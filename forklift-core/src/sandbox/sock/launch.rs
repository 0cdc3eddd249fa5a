// SPDX-License-Identifier: Apache-2.0
// Copyright 2025 Ankit Kumar Pandey

//! Starting a runtime in a freshly built root.

use std::fs::{File, OpenOptions};
use std::os::unix::io::AsRawFd;
use std::path::{Path, PathBuf};
use std::process::Stdio;
use std::time::Duration;

use tokio::process::{Child, Command};

use crate::error::{ForkliftError, ForkliftResult, SandboxError};
use crate::sandbox::SandboxMeta;
use crate::types::RuntimeKind;

/// Descriptor number the runtime finds the cgroup's `cgroup.procs` on.
const CGROUP_FD: i32 = 3;

const READY_TIMEOUT: Duration = Duration::from_secs(20);
const READY_POLL: Duration = Duration::from_millis(5);

const PROXY_START_ATTEMPTS: u32 = 300;
const PROXY_POLL: Duration = Duration::from_millis(10);

pub const RUNTIME_LOG: &str = "ol-runtime.log";
pub const SOCKET_NAME: &str = "ol.sock";

fn launch_err(reason: impl Into<String>) -> SandboxError {
    SandboxError::Launch {
        reason: reason.into(),
    }
}

/// Write `<scratch>/bootstrap.py`: put the installed packages on the
/// import path, import the declared modules, then serve.
///
/// Leaves serve HTTP; Zygotes wait for fork requests.
pub fn write_bootstrap(scratch_dir: &Path, meta: &SandboxMeta, is_leaf: bool) -> ForkliftResult<()> {
    let mut code = vec!["import os, sys".to_string()];

    for pkg in &meta.installs {
        let path = format!("'/packages/{}/files'", pkg);
        code.push(format!("if os.path.exists({}):", path));
        code.push(format!("    if not {} in sys.path:", path));
        code.push(format!("        sys.path.insert(0, {})", path));
    }

    for module in &meta.imports {
        code.push("try:".to_string());
        code.push(format!("    import {}", module));
        code.push("except Exception as e:".to_string());
        code.push("    print('bootstrap.py error:', e)".to_string());
    }

    code.push(if is_leaf { "web_server()" } else { "fork_server()" }.to_string());

    let path = scratch_dir.join("bootstrap.py");
    std::fs::write(&path, code.join("\n")).map_err(|e| ForkliftError::io("write bootstrap.py", e))
}

/// Open the runtime log for appending.
fn runtime_log(scratch_dir: &Path) -> ForkliftResult<File> {
    OpenOptions::new()
        .create(true)
        .append(true)
        .open(scratch_dir.join(RUNTIME_LOG))
        .map_err(|e| ForkliftError::io("open runtime log", e))
}

/// Run the runtime's init inside `root`, placed in the cgroup behind
/// `cgroup_procs`. The init forks the long-lived server and exits.
pub async fn fresh_proc(
    runtime: RuntimeKind,
    root: &Path,
    scratch_dir: &Path,
    cgroup_procs: &Path,
    enable_seccomp: bool,
) -> ForkliftResult<()> {
    let procs = OpenOptions::new()
        .write(true)
        .open(cgroup_procs)
        .map_err(|e| launch_err(format!("open {}: {}", cgroup_procs.display(), e)))?;
    let procs_fd = procs.as_raw_fd();

    let seccomp = enable_seccomp.to_string();
    let mut cmd = Command::new("chroot");
    cmd.arg(root);
    match runtime {
        RuntimeKind::Python => {
            cmd.args([
                "python3",
                "-u",
                "/runtimes/python/server.py",
                "/host/bootstrap.py",
                "1",
                seccomp.as_str(),
            ]);
        }
        RuntimeKind::Native => {
            cmd.args([
                "env",
                "RUST_BACKTRACE=full",
                "/runtimes/native/server",
                "1",
                seccomp.as_str(),
            ]);
        }
    }

    let log = runtime_log(scratch_dir)?;
    let log_err = log
        .try_clone()
        .map_err(|e| ForkliftError::io("clone runtime log", e))?;
    cmd.env_clear()
        .stdin(Stdio::null())
        .stdout(log)
        .stderr(log_err);

    // SAFETY: runs between fork and exec in the child; write(2) and dup2(2)
    // are async-signal-safe. Writing "0" to cgroup.procs moves the writer.
    unsafe {
        cmd.pre_exec(move || {
            if libc::write(procs_fd, b"0".as_ptr().cast(), 1) != 1 {
                return Err(std::io::Error::last_os_error());
            }
            if libc::dup2(procs_fd, CGROUP_FD) < 0 {
                return Err(std::io::Error::last_os_error());
            }
            Ok(())
        });
    }

    let status = cmd
        .status()
        .await
        .map_err(|e| launch_err(format!("spawn chroot: {}", e)))?;
    drop(procs);

    if !status.success() {
        return Err(launch_err(format!(
            "runtime init exited with {} (see {})",
            status,
            scratch_dir.join(RUNTIME_LOG).display()
        ))
        .into());
    }
    Ok(())
}

/// Poll until `path` exists.
pub async fn wait_for_socket(path: &Path, timeout: Duration) -> ForkliftResult<()> {
    let start = tokio::time::Instant::now();
    loop {
        if tokio::fs::try_exists(path).await.unwrap_or(false) {
            return Ok(());
        }
        if start.elapsed() >= timeout {
            return Err(SandboxError::NotReady {
                path: path.to_path_buf(),
                waited_ms: start.elapsed().as_millis() as u64,
            }
            .into());
        }
        tokio::time::sleep(READY_POLL).await;
    }
}

pub async fn wait_until_ready(scratch_dir: &Path) -> ForkliftResult<()> {
    wait_for_socket(&scratch_dir.join(SOCKET_NAME), READY_TIMEOUT).await
}

/// Start the side-car proxy native runtimes talk to, and wait until it
/// has written its pid to `<scratch>/proxy.pid`.
pub async fn start_container_proxy(proxy_bin: &Path, scratch_dir: &Path) -> ForkliftResult<Child> {
    let log = OpenOptions::new()
        .create(true)
        .append(true)
        .open(scratch_dir.join("proxy.log"))
        .map_err(|e| ForkliftError::io("open proxy log", e))?;
    let log_err = log
        .try_clone()
        .map_err(|e| ForkliftError::io("clone proxy log", e))?;

    let mut child = Command::new(proxy_bin)
        .arg(scratch_dir)
        .stdin(Stdio::null())
        .stdout(log)
        .stderr(log_err)
        .kill_on_drop(true)
        .spawn()
        .map_err(|e| launch_err(format!("start {}: {}", proxy_bin.display(), e)))?;
    let expected = child.id();

    let pid_file = scratch_dir.join("proxy.pid");
    for _ in 0..PROXY_START_ATTEMPTS {
        if let Ok(Some(status)) = child.try_wait() {
            return Err(launch_err(format!("container proxy exited early with {}", status)).into());
        }

        if let Ok(raw) = tokio::fs::read_to_string(&pid_file).await {
            if let Ok(pid) = raw.trim().parse::<u32>() {
                if Some(pid) != expected {
                    let _ = child.start_kill();
                    return Err(launch_err("container proxy pid does not match").into());
                }
                return Ok(child);
            }
        }
        tokio::time::sleep(PROXY_POLL).await;
    }

    let _ = child.start_kill();
    Err(launch_err("container proxy did not report its pid").into())
}

/// Where the container proxy binary lives: next to the worker binary.
pub fn container_proxy_path() -> PathBuf {
    std::env::current_exe()
        .ok()
        .and_then(|exe| exe.parent().map(|dir| dir.join("ol-container-proxy")))
        .unwrap_or_else(|| PathBuf::from("ol-container-proxy"))
}

#[cfg(test)]
mod tests {
    use super::*;

    #[test]
    fn test_bootstrap_for_zygote() {
        let dir = tempfile::TempDir::new().unwrap();
        let meta = SandboxMeta {
            installs: vec!["requests".into()],
            imports: vec!["requests".into()],
            ..Default::default()
        };
        write_bootstrap(dir.path(), &meta, false).unwrap();

        let code = std::fs::read_to_string(dir.path().join("bootstrap.py")).unwrap();
        assert!(code.contains("sys.path.insert(0, '/packages/requests/files')"));
        assert!(code.contains("    import requests"));
        assert!(code.ends_with("fork_server()"));
    }

    #[test]
    fn test_bootstrap_for_leaf() {
        let dir = tempfile::TempDir::new().unwrap();
        write_bootstrap(dir.path(), &SandboxMeta::default(), true).unwrap();
        let code = std::fs::read_to_string(dir.path().join("bootstrap.py")).unwrap();
        assert!(code.ends_with("web_server()"));
        assert!(!code.contains("try:"));
    }

    #[tokio::test]
    async fn test_wait_for_socket_times_out() {
        let dir = tempfile::TempDir::new().unwrap();
        let path = dir.path().join("ol.sock");
        let err = wait_for_socket(&path, Duration::from_millis(20))
            .await
            .unwrap_err();
        assert!(matches!(
            err,
            ForkliftError::Sandbox(SandboxError::NotReady { .. })
        ));

        std::fs::write(&path, "").unwrap();
        wait_for_socket(&path, Duration::from_millis(20)).await.unwrap();
    }
}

### ACTIVITY
Write down exactly the line with "#[tokio::test]", then each line after it through the end of the data.

### ANSWER SPACE
    #[tokio::test]
    async fn test_wait_for_socket_times_out() {
        let dir = tempfile::TempDir::new().unwrap();
        let path = dir.path().join("ol.sock");
        let err = wait_for_socket(&path, Duration::from_millis(20))
            .await
            .unwrap_err();
        assert!(matches!(
            err,
            ForkliftError::Sandbox(SandboxError::NotReady { .. })
        ));

        std::fs::write(&path, "").unwrap();
        wait_for_socket(&path, Duration::from_millis(20)).await.unwrap();
    }
}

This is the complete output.